The Magic of Money

In his painstaking analysis of how capitalism works, the dynamics of commodity production, the role of money as a medium of exchange, Marx quoted - in his notebooks and later in CAPITAL (VOL I) - a ringing passage from Shakespeare:

Gold? yellow, glittering, precious gold? No, gods...
... Thus much of this will make black, white; foul, fair;
Wrong, right; base, noble; old, young; coward, valiant;...
... This yellow slave
Will knit and break religions; bless th'accurst;
Make the hoar leprosy ador'd; place thieves
And give them title, knee, and approbation,
With senators on the bench;...
... Come, damned earth,
Thou common whore of mankind, that putt'st odds
Among the rout of nations, I will make thee
Do thy right nature.

Timon of Athens

Now, in 2020, the US election of a president is to be decided - as so often - not by the character, ability and policy of the competing individuals, or the popularity of their parties. Like so many elections, a lot depends on the power of the purse. Just as so much Russian 'funny money' polluted the UK's 2016 Brexit referendum, and later that year the US election of Trump to the White House, now too the deep pockets of the Kremlin are in competition with the very deep pockets of Bill Gates and Michael Bloomberg.

In 2016, the gullible among the US voters were hugely impressed by Trump's apparent wealth and supposed success as a businessman. Yet this was a man who had to be sued by his victims for the 'Trump University' lucrative con-trick and in his shady past had succeeded in bankrupting even his casinos; whose business dealings as a developer had involved being in hock to the illegal racketeers of the Mafia; and whose word was so unreliable that many New York lawyers refused to take him on as a client (like many others, e.g. architects and other suppliers, they had found him refusing to pay his bills). Such dodgy American 'businessmen' are seen as 'grifters'.

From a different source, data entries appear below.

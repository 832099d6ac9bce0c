//! The test-group data model.
//!
//! A [`TestGroup`] bundles three things: the declared type hierarchy with its
//! markers ([`GroupMeta`]), the named hook bodies resolved by the hook
//! processors, and the executable test cases. Declarations are registered
//! explicitly instead of being reflected from source; whatever scans markers
//! from source is an external collaborator and out of scope here.

use std::{borrow::Cow, fmt::Debug, ops::Deref, panic::RefUnwindSafe};

use crate::marker::Marker;

/// A test group ready for execution.
#[derive(Debug, Default)]
#[non_exhaustive]
pub struct TestGroup {
    pub meta: GroupMeta,
    pub hooks: Vec<Hook>,
    pub cases: Vec<TestCase>,
}

impl TestGroup {
    pub fn new(meta: GroupMeta, hooks: Vec<Hook>, cases: Vec<TestCase>) -> Self {
        Self { meta, hooks, cases }
    }
}

/// The declared shape of a test group: its name and full type hierarchy.
#[derive(Debug, Clone, Default)]
pub struct GroupMeta {
    pub name: Cow<'static, str>,
    /// The full hierarchy, most derived type first, interfaces included.
    pub types: Vec<TypeDecl>,
}

/// One declared type or interface in a group's hierarchy.
#[derive(Debug, Clone)]
pub struct TypeDecl {
    pub name: Cow<'static, str>,
    /// Whether this type is, or inherits from, a group-bearing type.
    pub group_bearing: bool,
    /// Type-level markers.
    pub markers: Vec<Marker>,
    pub methods: Vec<MethodDecl>,
}

/// One declared method, with the accessibility facts the validators need.
#[derive(Debug, Clone)]
pub struct MethodDecl {
    pub name: Cow<'static, str>,
    pub markers: Vec<Marker>,
    pub public: bool,
    pub is_static: bool,
    /// Compiler-generated, not written by the test author.
    pub synthetic: bool,
    /// A `main`-like entry point, exempt from case-marker placement rules.
    pub entry_point: bool,
}

impl MethodDecl {
    /// A public instance method carrying the given markers.
    pub fn public(name: impl Into<Cow<'static, str>>, markers: Vec<Marker>) -> Self {
        Self {
            name: name.into(),
            markers,
            public: true,
            is_static: false,
            synthetic: false,
            entry_point: false,
        }
    }
}

/// A named group-level hook body, located by the hook processors through the
/// marker inventory and invoked by name.
pub struct Hook {
    pub name: Cow<'static, str>,
    function: HookFnHandle,
}

impl Hook {
    pub fn new(name: impl Into<Cow<'static, str>>, function: HookFnHandle) -> Self {
        Self {
            name: name.into(),
            function,
        }
    }

    pub(crate) fn call(&self) -> HookResult {
        self.function.call()
    }
}

impl Debug for Hook {
    fn fmt(&self, f: &mut std::fmt::Formatter<'_>) -> std::fmt::Result {
        f.debug_struct("Hook").field("name", &self.name).finish()
    }
}

#[non_exhaustive]
pub enum HookFnHandle {
    Ptr(fn() -> HookResult),
    Owned(Box<dyn HookFn + Send + Sync>),
    Static(&'static (dyn HookFn + Send + Sync)),
}

impl HookFnHandle {
    pub const fn from_const_fn(f: fn() -> HookResult) -> Self {
        Self::Ptr(f)
    }

    pub fn from_boxed<F, T>(f: F) -> Self
    where
        F: Fn() -> T + Send + Sync + 'static,
        T: Into<HookResult>,
    {
        Self::Owned(Box::new(f))
    }

    pub fn call(&self) -> HookResult {
        match self {
            Self::Ptr(f) => f(),
            Self::Owned(f) => f.call_hook(),
            Self::Static(f) => f.call_hook(),
        }
    }
}

pub trait HookFn {
    fn call_hook(&self) -> HookResult;
}

impl<F, T> HookFn for F
where
    F: Fn() -> T,
    T: Into<HookResult>,
{
    fn call_hook(&self) -> HookResult {
        (self)().into()
    }
}

/// What a hook body reports back. Any error is group-fatal.
#[derive(Debug)]
pub struct HookResult(pub Result<(), String>);

impl From<()> for HookResult {
    fn from(_: ()) -> Self {
        Self(Ok(()))
    }
}

impl<E: Debug> From<Result<(), E>> for HookResult {
    fn from(v: Result<(), E>) -> Self {
        HookResult(v.map_err(|e| format!("{e:#?}")))
    }
}

/// An executable test case: a function handle plus its metadata.
#[derive(Debug, Default)]
#[non_exhaustive]
pub struct TestCase {
    function: CaseFnHandle,
    pub meta: CaseMeta,
}

impl TestCase {
    pub const fn new(function: CaseFnHandle, meta: CaseMeta) -> Self {
        Self { function, meta }
    }

    pub(crate) fn call(&self) -> CaseResult {
        self.function.call()
    }
}

impl Deref for TestCase {
    type Target = CaseMeta;

    fn deref(&self) -> &Self::Target {
        &self.meta
    }
}

#[derive(Debug, Clone, Default)]
pub struct CaseMeta {
    pub name: Cow<'static, str>,
    pub skip: SkipStatus,
}

/// The runtime skip predicate checked before a case's sub-pipeline starts.
///
/// A skipped case is recorded as a recoverable failure carrying the skip
/// reason; the run continues.
#[derive(Debug, Clone, PartialEq, Eq, Default)]
pub enum SkipStatus {
    #[default]
    Run,
    Skip,
    SkipWithReason(Cow<'static, str>),
}

impl From<bool> for SkipStatus {
    fn from(value: bool) -> Self {
        match value {
            true => Self::Skip,
            false => Self::Run,
        }
    }
}

impl From<&'static str> for SkipStatus {
    fn from(value: &'static str) -> Self {
        Self::SkipWithReason(value.into())
    }
}

impl From<String> for SkipStatus {
    fn from(value: String) -> Self {
        Self::SkipWithReason(value.into())
    }
}

#[non_exhaustive]
pub enum CaseFnHandle {
    Ptr(fn() -> CaseResult),
    Owned(Box<dyn CaseFn + Send + Sync + RefUnwindSafe>),
    Static(&'static (dyn CaseFn + Send + Sync + RefUnwindSafe)),
}

impl Debug for CaseFnHandle {
    fn fmt(&self, f: &mut std::fmt::Formatter<'_>) -> std::fmt::Result {
        match self {
            Self::Ptr(ptr) => f.debug_tuple("Ptr").field(ptr).finish(),
            Self::Owned(_) => write!(f, "Owned(...)"),
            Self::Static(_) => write!(f, "Static(...)"),
        }
    }
}

impl Default for CaseFnHandle {
    fn default() -> Self {
        Self::Static(&|| {})
    }
}

impl CaseFnHandle {
    pub const fn from_const_fn(f: fn() -> CaseResult) -> Self {
        Self::Ptr(f)
    }

    pub fn from_boxed<F, T>(f: F) -> Self
    where
        F: Fn() -> T + Send + Sync + RefUnwindSafe + 'static,
        T: Into<CaseResult>,
    {
        Self::Owned(Box::new(f))
    }

    pub const fn from_static_obj(f: &'static (dyn CaseFn + Send + Sync + RefUnwindSafe)) -> Self {
        Self::Static(f)
    }

    pub fn call(&self) -> CaseResult {
        match self {
            Self::Ptr(f) => f(),
            Self::Owned(f) => f.call_case(),
            Self::Static(f) => f.call_case(),
        }
    }
}

pub trait CaseFn {
    fn call_case(&self) -> CaseResult;
}

impl<F, T> CaseFn for F
where
    F: Fn() -> T,
    T: Into<CaseResult>,
{
    fn call_case(&self) -> CaseResult {
        (self)().into()
    }
}

/// What a case body reports back.
#[derive(Debug)]
pub struct CaseResult(pub Result<(), CaseSignal>);

impl CaseResult {
    /// The case opted out of execution under current conditions.
    pub fn not_applicable(message: impl Into<String>) -> Self {
        Self(Err(CaseSignal::NotApplicable(message.into())))
    }

    /// The case failed with a message.
    pub fn failure(message: impl Into<String>) -> Self {
        Self(Err(CaseSignal::Failure(message.into())))
    }
}

/// The ways a case body can end other than passing.
#[derive(Debug, Clone, PartialEq, Eq)]
pub enum CaseSignal {
    /// An ordinary failure, counted against the group.
    Failure(String),
    /// The case does not apply; excluded from pass/fail tallies.
    NotApplicable(String),
}

impl From<()> for CaseResult {
    fn from(_: ()) -> Self {
        Self(Ok(()))
    }
}

impl<E: Debug> From<Result<(), E>> for CaseResult {
    fn from(v: Result<(), E>) -> Self {
        CaseResult(v.map_err(|e| CaseSignal::Failure(format!("{e:#?}"))))
    }
}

Shakespeare's view of gold's power seems prophetic - wealth has the power to: "... place thieves / And give them title, knee, and approbation,..."

From Earth to Money

Gold starts out as simply a form of 'rare earth', to be mined like any other ore. Once mined it is processed. But this 'processing' is itself a dangerous and dirty business. A recent discovery of gold in the hills of an Armenian spa-town, with a Western company about to develop a mine, has roused fears. Imagine:

" a giant open-cast pit, stripping the top off one of the mountains above beautiful Jerrmak, home to our country's most beloved brand of mineral water. Using the 'heap leach' method, Lydian intends to pour liquid cyanide over vast piles of crumbled rock, washing the gold out
(PRIVATE EYE, no 1531, 25 Sept - 8 Oct 2020).

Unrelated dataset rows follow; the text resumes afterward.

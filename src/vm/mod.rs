//! Emulator control
//!
//! The scenario never builds emulator command lines itself. It hands a
//! [`LaunchRequest`] of resolved paths to a [`VmController`] and drives the
//! returned [`VmHandle`].

mod qemu;

pub use qemu::{QemuController, QemuHandle};

use std::path::PathBuf;

use async_trait::async_trait;

use crate::common::Result;
use crate::console::ConsoleTransport;

/// Everything needed to boot a guest
#[derive(Debug, Clone, Default, PartialEq, Eq)]
pub struct LaunchRequest {
    pub kernel: Option<PathBuf>,
    pub initrd: Option<PathBuf>,
    /// Full kernel command line, prefix already applied
    pub command_line: Option<String>,
    /// Device, network or machine arguments, passed through verbatim
    pub args: Vec<String>,
}

/// How the emulator process ended
#[derive(Debug, Clone, Copy, PartialEq, Eq)]
pub struct VmExit {
    /// `None` when killed by a signal
    pub code: Option<i32>,
}

impl VmExit {
    pub fn success(&self) -> bool {
        self.code == Some(0)
    }
}

impl std::fmt::Display for VmExit {
    fn fmt(&self, f: &mut std::fmt::Formatter<'_>) -> std::fmt::Result {
        match self.code {
            Some(code) => write!(f, "exit code {}", code),
            None => write!(f, "terminated by signal"),
        }
    }
}

#[async_trait]
pub trait VmController: Send + Sync {
    /// Start a guest; the handle owns the process from here on
    async fn launch(&self, request: &LaunchRequest) -> Result<Box<dyn VmHandle>>;
}

#[async_trait]
pub trait VmHandle: Send {
    /// The serial console stream; only the first call returns it
    fn take_console(&mut self) -> Option<ConsoleTransport>;

    /// Wait for the process to exit
    async fn wait(&mut self) -> Result<VmExit>;

    /// Exit status if the process has already ended
    fn try_wait(&mut self) -> Result<Option<VmExit>>;

    /// Force the process down and reap it
    async fn terminate(&mut self) -> Result<VmExit>;
}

There are obvious environmental risks in this. But poisoning the environment and polluting your source of drinking water is nothing new. The same scenario was described by the 19th C playwright Henrik Ibsen in his 1882 play, An Enemy of the People. In a small town with a health-giving spa, it is found that the water is polluted by a nearby industry, so what to do? In the end it is decided to cover up the facts, and hope the town's trade - and visitors - continue as before. And to destroy the career and life of the town's whistle-blower Doctor. Such issues have led to conflicts and protests all over the world but always they seem to come out the same: capitalist interests ride rough-shod over all else. If groundwater is polluted, politicians can be bribed. Money rules. And the people and the planet suffer the consequences.

After processing, gold is then shipped away to be hoarded and guarded in the US in Fort Knox, in the UK in the vaults of the Bank of England. Some gold is supplied for the jewellery trade or for art, some for medicinal, industrial and research use. But its main use and its crucial importance is its economic functions – as currency, as medium of exchange, as a store of value, as a hoard.

When Shakespeare wrote and for many centuries after, gold was used as currency. If in a Shakespeare play, someone's purse is stolen, that purse like as not contained gold coins. Such coins could be used in trade to buy everyday commodities, and then gold served as a 'medium of exchange'. You could change one gold coin for several silver coins, or for food, drink, clothing, and rent, and to pay wages. Like any form of money, gold served as a 'universal equivalent'.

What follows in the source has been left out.